__ENTRIES SHOWN__
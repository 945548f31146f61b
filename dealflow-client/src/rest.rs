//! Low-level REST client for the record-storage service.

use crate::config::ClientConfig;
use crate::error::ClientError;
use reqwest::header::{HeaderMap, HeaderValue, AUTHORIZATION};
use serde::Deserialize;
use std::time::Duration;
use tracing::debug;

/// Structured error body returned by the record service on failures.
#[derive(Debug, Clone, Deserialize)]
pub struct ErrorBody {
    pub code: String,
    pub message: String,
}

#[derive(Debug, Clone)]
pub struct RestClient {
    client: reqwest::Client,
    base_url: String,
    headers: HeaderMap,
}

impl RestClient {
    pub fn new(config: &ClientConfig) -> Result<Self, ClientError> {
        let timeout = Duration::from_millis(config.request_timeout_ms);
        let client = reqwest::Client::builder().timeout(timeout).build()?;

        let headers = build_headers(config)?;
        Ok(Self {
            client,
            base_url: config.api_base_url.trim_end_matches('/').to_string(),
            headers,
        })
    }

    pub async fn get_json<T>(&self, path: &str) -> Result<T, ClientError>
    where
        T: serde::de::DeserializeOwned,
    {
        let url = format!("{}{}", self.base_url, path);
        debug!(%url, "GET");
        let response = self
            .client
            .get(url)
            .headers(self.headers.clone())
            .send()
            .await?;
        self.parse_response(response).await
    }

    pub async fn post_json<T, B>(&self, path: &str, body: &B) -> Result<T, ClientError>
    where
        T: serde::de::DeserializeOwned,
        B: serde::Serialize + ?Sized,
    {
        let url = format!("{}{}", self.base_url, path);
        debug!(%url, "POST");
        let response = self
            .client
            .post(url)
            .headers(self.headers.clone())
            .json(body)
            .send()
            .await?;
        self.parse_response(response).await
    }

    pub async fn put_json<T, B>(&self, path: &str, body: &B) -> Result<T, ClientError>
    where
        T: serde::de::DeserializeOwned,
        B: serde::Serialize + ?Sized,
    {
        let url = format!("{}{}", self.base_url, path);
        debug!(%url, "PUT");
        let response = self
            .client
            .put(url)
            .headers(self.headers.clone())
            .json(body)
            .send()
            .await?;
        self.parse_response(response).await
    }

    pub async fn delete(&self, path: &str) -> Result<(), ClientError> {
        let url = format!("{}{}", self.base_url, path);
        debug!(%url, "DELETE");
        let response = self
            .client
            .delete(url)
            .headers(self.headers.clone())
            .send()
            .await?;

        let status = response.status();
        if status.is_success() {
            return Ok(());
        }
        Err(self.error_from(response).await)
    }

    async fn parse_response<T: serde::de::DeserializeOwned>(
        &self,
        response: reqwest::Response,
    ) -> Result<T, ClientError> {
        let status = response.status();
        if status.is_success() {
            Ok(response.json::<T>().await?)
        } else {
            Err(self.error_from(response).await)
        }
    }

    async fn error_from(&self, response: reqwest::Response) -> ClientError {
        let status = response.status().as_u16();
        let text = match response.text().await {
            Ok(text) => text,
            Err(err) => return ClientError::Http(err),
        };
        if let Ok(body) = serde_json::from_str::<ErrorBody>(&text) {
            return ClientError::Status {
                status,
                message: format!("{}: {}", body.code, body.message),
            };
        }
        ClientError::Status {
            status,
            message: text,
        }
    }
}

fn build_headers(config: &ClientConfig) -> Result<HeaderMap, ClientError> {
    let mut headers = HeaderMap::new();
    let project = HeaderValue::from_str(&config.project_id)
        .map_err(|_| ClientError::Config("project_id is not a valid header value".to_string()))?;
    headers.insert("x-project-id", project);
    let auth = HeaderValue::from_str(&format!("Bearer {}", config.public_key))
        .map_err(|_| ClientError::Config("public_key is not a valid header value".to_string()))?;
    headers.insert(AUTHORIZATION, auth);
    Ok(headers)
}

__EXERCISE DESCRIPTION__
Each line of the records above, from the first through the one containing "pub fn new(config: &ClientConfig)", is to be retyped exactly; no other line belongs.

__SOLUTION__
repository 945548f31146f61b
filename dealflow-client/src/rest.rs
//! Low-level REST client for the record-storage service.

use crate::config::ClientConfig;
use crate::error::ClientError;
use reqwest::header::{HeaderMap, HeaderValue, AUTHORIZATION};
use serde::Deserialize;
use std::time::Duration;
use tracing::debug;

/// Structured error body returned by the record service on failures.
#[derive(Debug, Clone, Deserialize)]
pub struct ErrorBody {
    pub code: String,
    pub message: String,
}

#[derive(Debug, Clone)]
pub struct RestClient {
    client: reqwest::Client,
    base_url: String,
    headers: HeaderMap,
}

impl RestClient {
    pub fn new(config: &ClientConfig) -> Result<Self, ClientError> {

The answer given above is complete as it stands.